ASSIGNMENT >> Pull out all lines from the listing below in which the word "Debug" appears.

TASK MATERIAL >>
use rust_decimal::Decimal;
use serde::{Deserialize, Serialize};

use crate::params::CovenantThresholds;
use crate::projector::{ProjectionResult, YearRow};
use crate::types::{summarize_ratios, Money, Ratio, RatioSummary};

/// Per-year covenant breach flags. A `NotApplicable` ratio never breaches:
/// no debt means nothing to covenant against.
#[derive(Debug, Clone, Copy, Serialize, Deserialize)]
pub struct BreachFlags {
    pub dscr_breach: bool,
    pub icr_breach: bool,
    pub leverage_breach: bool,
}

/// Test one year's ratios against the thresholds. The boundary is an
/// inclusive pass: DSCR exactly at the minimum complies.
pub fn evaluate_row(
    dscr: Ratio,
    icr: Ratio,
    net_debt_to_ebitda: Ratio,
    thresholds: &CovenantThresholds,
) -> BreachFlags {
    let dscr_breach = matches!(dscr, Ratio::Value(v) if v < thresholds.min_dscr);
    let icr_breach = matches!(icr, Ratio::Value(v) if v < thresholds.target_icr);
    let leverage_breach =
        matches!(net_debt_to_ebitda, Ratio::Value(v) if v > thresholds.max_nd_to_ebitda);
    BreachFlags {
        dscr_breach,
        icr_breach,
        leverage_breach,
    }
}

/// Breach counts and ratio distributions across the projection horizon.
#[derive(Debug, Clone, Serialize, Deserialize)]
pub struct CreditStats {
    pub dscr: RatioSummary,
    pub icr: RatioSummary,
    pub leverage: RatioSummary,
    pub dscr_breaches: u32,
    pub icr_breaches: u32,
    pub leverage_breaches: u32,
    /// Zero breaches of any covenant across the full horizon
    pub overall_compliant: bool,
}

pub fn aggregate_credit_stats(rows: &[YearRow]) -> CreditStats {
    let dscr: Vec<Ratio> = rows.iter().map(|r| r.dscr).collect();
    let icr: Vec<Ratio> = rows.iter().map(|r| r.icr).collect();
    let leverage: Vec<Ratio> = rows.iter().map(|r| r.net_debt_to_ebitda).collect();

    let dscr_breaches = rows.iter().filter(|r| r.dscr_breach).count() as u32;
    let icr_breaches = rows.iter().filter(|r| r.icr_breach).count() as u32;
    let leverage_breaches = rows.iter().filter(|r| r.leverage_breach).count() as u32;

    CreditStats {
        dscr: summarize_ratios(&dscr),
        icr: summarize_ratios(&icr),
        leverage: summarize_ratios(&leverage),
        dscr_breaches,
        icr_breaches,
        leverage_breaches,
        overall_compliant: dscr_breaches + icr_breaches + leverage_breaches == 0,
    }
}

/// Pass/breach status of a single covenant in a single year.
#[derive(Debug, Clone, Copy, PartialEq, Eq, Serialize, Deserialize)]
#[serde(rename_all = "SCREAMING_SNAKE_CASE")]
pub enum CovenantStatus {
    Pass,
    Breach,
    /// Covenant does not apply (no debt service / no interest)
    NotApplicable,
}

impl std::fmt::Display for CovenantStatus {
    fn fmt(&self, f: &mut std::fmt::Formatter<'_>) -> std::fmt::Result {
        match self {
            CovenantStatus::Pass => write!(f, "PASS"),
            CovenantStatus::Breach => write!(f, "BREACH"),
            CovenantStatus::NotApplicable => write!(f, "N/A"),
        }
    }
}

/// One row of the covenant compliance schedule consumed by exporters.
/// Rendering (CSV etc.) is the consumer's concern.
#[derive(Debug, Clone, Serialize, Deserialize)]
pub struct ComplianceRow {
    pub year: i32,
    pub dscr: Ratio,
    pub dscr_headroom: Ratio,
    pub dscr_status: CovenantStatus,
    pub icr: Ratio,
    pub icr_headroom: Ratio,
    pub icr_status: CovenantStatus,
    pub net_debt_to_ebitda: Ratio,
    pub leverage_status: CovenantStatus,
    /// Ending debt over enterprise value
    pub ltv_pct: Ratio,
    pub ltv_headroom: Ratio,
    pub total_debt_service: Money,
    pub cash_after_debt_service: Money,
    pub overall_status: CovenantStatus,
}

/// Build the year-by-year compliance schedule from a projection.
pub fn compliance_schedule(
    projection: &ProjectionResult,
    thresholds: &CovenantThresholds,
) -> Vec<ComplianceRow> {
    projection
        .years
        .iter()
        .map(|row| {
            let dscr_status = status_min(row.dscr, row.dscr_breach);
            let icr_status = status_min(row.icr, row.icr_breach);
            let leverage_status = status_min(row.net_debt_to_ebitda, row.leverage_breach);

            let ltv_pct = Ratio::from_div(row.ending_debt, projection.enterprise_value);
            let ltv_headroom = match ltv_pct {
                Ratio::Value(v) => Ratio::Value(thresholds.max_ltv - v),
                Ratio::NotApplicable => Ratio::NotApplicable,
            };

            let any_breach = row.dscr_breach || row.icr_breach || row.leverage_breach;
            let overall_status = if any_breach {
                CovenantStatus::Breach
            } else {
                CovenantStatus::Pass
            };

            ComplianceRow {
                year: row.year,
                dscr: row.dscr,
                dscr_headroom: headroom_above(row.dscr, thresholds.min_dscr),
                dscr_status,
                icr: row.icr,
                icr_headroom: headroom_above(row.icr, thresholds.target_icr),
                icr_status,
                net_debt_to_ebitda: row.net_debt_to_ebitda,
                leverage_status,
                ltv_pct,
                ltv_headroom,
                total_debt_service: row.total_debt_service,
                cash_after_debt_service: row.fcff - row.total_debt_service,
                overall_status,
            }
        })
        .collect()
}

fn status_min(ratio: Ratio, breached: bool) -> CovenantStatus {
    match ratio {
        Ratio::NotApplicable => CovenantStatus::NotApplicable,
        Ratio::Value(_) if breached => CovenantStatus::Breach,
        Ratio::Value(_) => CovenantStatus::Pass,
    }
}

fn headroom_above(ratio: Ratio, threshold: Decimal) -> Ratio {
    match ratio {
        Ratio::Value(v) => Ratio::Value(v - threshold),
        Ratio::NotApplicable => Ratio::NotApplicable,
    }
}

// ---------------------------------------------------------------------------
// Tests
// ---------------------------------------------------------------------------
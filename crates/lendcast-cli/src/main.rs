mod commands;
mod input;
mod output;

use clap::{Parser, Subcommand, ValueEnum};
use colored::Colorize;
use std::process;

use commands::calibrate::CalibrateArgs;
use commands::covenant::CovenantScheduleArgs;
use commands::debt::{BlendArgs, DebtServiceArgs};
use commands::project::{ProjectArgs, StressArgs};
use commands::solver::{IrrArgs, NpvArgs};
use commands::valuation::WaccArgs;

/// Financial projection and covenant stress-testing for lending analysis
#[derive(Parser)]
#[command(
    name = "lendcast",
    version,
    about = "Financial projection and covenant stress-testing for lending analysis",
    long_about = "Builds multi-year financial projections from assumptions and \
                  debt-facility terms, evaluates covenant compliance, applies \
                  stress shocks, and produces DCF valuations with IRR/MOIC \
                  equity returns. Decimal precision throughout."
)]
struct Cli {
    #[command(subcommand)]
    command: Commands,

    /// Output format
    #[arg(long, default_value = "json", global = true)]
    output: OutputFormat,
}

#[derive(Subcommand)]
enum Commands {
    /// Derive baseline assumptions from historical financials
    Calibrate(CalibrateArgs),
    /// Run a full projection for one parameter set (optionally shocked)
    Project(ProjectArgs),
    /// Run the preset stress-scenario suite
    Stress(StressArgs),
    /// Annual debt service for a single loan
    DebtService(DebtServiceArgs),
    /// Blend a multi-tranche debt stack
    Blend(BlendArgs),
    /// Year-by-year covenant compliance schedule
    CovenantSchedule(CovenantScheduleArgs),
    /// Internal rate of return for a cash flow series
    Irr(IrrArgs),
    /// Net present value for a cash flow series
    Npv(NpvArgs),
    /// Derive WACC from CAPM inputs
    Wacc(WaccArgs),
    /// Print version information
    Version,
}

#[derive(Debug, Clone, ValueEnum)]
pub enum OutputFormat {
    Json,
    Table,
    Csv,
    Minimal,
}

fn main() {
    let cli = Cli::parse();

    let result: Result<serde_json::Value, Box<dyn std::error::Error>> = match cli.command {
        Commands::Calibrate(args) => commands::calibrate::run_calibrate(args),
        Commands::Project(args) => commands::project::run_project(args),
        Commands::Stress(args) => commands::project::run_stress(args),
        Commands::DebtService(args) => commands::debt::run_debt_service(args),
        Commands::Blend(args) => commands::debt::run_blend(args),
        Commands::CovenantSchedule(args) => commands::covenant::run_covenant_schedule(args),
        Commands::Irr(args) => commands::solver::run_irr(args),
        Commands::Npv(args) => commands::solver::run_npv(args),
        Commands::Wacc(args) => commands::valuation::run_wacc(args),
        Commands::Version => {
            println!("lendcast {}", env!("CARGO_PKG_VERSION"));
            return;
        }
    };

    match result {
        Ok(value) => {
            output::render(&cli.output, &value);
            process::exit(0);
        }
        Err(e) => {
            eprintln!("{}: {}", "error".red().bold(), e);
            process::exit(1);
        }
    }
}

SOLUTION FOR THIS TASK >>
#[derive(Debug, Clone, Copy, Serialize, Deserialize)]
#[derive(Debug, Clone, Serialize, Deserialize)]
#[derive(Debug, Clone, Copy, PartialEq, Eq, Serialize, Deserialize)]
#[derive(Debug, Clone, Serialize, Deserialize)]
#[derive(Debug, Clone, ValueEnum)]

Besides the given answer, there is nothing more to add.